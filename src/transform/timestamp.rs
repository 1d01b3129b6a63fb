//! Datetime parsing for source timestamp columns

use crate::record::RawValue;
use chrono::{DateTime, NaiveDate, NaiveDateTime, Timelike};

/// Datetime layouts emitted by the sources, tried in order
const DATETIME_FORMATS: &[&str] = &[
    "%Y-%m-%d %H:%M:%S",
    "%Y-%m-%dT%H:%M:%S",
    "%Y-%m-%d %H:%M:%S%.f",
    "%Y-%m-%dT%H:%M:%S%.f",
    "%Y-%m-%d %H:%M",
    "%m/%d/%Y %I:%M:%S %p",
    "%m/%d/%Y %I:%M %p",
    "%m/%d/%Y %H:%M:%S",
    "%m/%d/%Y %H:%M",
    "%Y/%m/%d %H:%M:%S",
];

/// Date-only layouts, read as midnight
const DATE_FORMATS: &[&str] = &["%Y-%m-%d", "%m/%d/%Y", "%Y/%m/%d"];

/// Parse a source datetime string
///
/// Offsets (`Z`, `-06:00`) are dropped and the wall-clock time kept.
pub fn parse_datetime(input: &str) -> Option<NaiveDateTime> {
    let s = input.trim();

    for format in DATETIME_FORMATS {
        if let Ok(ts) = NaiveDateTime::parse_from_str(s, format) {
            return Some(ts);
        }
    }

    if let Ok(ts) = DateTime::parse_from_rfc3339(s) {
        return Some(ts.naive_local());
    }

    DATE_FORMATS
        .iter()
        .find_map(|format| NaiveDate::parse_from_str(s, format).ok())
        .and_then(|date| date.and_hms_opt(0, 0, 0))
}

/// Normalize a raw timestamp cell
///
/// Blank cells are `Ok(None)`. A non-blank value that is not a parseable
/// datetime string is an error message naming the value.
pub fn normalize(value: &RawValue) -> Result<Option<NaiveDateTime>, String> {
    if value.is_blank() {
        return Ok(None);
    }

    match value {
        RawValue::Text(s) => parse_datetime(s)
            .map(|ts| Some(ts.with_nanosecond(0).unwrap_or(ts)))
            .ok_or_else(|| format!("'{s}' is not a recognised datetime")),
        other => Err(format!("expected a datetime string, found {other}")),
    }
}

☆ ☆ ☆

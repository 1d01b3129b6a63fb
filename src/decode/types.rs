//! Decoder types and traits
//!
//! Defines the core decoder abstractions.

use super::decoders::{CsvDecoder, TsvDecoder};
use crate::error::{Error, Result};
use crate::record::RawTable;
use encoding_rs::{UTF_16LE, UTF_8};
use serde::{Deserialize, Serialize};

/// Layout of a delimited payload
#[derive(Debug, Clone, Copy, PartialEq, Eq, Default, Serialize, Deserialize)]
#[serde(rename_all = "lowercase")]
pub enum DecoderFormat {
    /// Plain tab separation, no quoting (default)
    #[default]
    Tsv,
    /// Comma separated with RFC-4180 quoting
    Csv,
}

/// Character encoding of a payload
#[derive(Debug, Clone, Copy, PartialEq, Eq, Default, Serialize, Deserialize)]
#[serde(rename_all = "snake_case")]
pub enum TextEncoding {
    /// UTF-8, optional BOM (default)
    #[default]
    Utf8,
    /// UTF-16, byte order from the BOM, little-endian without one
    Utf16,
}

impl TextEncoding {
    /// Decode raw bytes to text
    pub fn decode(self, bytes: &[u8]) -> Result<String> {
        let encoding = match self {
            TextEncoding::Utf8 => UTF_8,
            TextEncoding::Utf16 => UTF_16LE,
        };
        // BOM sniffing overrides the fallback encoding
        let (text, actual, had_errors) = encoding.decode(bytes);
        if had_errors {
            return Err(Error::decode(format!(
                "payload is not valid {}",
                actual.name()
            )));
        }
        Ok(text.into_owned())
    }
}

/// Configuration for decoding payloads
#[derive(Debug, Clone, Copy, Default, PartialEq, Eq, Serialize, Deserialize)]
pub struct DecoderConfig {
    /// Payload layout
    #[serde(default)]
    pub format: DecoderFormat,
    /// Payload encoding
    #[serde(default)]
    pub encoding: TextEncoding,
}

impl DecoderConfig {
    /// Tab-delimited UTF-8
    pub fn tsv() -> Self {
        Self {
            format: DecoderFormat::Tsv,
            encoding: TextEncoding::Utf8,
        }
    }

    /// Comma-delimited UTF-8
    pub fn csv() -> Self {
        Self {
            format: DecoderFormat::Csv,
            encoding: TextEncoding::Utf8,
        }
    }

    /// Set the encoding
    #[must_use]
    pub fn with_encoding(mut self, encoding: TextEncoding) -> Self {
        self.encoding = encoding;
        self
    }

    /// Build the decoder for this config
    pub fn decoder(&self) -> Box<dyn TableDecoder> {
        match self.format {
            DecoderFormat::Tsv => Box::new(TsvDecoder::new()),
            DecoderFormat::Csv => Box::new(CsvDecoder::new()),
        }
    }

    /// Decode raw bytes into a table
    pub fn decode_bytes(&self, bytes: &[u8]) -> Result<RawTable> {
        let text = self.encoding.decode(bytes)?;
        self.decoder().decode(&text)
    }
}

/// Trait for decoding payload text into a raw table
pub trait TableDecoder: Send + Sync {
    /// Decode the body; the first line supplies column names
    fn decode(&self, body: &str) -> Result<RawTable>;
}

☆ ☆ ☆

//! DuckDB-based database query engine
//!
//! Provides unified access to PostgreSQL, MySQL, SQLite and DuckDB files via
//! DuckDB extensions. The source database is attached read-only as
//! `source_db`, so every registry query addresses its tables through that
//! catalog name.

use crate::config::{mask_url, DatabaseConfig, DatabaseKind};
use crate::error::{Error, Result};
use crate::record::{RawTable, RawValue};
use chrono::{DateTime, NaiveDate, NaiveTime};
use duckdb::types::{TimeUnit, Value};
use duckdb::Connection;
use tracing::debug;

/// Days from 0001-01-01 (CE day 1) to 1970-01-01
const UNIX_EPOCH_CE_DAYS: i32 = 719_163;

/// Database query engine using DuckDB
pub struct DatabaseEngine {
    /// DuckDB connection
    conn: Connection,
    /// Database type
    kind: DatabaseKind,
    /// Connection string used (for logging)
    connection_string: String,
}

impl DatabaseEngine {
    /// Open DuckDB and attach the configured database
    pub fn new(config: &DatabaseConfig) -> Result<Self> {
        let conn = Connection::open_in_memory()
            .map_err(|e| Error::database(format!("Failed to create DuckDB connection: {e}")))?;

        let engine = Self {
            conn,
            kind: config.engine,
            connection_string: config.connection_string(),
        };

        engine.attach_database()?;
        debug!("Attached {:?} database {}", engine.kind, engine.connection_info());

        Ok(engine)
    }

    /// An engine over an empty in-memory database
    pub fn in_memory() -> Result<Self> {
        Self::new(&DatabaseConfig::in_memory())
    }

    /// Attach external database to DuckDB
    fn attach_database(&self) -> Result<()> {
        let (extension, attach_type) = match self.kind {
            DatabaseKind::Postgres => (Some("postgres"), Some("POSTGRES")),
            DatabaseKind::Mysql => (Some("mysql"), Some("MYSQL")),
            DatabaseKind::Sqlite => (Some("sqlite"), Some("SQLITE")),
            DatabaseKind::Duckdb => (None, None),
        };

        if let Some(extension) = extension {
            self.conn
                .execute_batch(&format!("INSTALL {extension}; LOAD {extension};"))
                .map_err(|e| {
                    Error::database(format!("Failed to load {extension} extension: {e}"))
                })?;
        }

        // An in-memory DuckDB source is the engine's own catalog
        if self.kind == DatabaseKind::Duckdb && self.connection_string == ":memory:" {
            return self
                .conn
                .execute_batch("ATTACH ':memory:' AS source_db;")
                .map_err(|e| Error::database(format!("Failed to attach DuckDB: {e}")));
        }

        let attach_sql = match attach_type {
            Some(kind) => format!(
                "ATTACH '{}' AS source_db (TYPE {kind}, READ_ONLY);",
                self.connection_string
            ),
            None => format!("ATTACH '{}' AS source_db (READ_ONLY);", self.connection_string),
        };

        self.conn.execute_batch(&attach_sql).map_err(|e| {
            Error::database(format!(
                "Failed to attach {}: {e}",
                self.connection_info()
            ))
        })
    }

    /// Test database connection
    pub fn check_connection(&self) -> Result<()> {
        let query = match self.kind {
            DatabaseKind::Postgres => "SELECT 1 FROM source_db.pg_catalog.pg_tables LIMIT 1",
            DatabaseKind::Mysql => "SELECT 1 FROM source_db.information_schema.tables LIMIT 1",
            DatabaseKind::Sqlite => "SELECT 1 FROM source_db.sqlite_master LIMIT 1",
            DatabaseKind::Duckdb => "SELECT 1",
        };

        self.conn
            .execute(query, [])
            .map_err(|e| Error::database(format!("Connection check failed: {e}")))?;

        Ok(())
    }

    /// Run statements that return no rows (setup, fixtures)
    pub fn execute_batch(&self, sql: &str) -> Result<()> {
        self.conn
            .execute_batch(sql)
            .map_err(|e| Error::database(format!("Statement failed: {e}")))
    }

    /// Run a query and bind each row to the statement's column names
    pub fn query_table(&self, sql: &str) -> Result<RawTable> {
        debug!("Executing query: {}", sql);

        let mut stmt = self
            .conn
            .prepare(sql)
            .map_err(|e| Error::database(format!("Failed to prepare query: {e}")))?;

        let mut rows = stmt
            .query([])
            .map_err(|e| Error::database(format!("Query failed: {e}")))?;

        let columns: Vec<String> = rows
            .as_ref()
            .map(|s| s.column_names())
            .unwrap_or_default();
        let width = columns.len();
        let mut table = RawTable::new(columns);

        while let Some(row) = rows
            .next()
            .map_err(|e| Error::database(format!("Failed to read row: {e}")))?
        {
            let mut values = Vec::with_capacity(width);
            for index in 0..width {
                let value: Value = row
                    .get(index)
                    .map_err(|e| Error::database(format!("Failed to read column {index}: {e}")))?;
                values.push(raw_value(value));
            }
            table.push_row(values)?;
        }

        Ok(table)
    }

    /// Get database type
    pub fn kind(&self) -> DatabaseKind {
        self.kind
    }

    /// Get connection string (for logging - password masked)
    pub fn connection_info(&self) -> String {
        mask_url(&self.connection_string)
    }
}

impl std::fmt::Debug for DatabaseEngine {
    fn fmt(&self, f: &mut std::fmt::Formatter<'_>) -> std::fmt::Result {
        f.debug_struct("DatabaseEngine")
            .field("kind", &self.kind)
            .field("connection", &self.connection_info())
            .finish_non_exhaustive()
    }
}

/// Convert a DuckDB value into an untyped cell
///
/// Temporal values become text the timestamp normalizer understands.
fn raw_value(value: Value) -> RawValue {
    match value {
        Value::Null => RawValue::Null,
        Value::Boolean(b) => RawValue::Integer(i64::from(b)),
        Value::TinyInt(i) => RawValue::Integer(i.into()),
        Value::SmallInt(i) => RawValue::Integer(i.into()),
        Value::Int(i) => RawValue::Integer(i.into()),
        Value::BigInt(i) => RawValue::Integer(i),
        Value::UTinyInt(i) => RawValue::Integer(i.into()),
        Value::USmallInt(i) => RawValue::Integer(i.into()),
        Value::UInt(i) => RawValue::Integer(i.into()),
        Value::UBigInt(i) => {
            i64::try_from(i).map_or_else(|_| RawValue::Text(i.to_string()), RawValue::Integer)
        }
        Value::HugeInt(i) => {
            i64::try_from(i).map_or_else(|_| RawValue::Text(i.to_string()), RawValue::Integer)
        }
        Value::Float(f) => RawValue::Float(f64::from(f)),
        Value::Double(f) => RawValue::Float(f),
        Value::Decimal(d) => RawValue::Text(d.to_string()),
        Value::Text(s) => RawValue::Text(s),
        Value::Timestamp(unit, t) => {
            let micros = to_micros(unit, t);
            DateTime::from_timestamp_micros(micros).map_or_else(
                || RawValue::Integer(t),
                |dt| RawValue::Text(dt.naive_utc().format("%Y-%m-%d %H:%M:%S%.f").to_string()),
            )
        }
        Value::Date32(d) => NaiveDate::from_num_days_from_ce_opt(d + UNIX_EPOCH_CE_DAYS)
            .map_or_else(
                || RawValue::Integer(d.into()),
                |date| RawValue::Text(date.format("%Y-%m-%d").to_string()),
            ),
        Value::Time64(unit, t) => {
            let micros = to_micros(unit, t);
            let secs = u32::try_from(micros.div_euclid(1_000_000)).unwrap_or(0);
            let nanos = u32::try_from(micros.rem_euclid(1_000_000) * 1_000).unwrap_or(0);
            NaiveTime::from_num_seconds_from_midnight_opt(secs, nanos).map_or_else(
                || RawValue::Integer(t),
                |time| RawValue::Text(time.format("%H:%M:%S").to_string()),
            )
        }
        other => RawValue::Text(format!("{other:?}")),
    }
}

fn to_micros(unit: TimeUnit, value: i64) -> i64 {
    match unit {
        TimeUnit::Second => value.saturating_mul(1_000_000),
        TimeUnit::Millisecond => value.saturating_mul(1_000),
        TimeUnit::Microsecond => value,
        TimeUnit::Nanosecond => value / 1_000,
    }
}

☆ ☆ ☆

__Problem requirements__.
Give an exact copy of the lines above from the line with "pub struct DatabaseEngine" up to and including the line with "to create DuckDB", and leave everything else out.

__Answer__.
pub struct DatabaseEngine {
    /// DuckDB connection
    conn: Connection,
    /// Database type
    kind: DatabaseKind,
    /// Connection string used (for logging)
    connection_string: String,
}

impl DatabaseEngine {
    /// Open DuckDB and attach the configured database
    pub fn new(config: &DatabaseConfig) -> Result<Self> {
        let conn = Connection::open_in_memory()
            .map_err(|e| Error::database(format!("Failed to create DuckDB connection: {e}")))?;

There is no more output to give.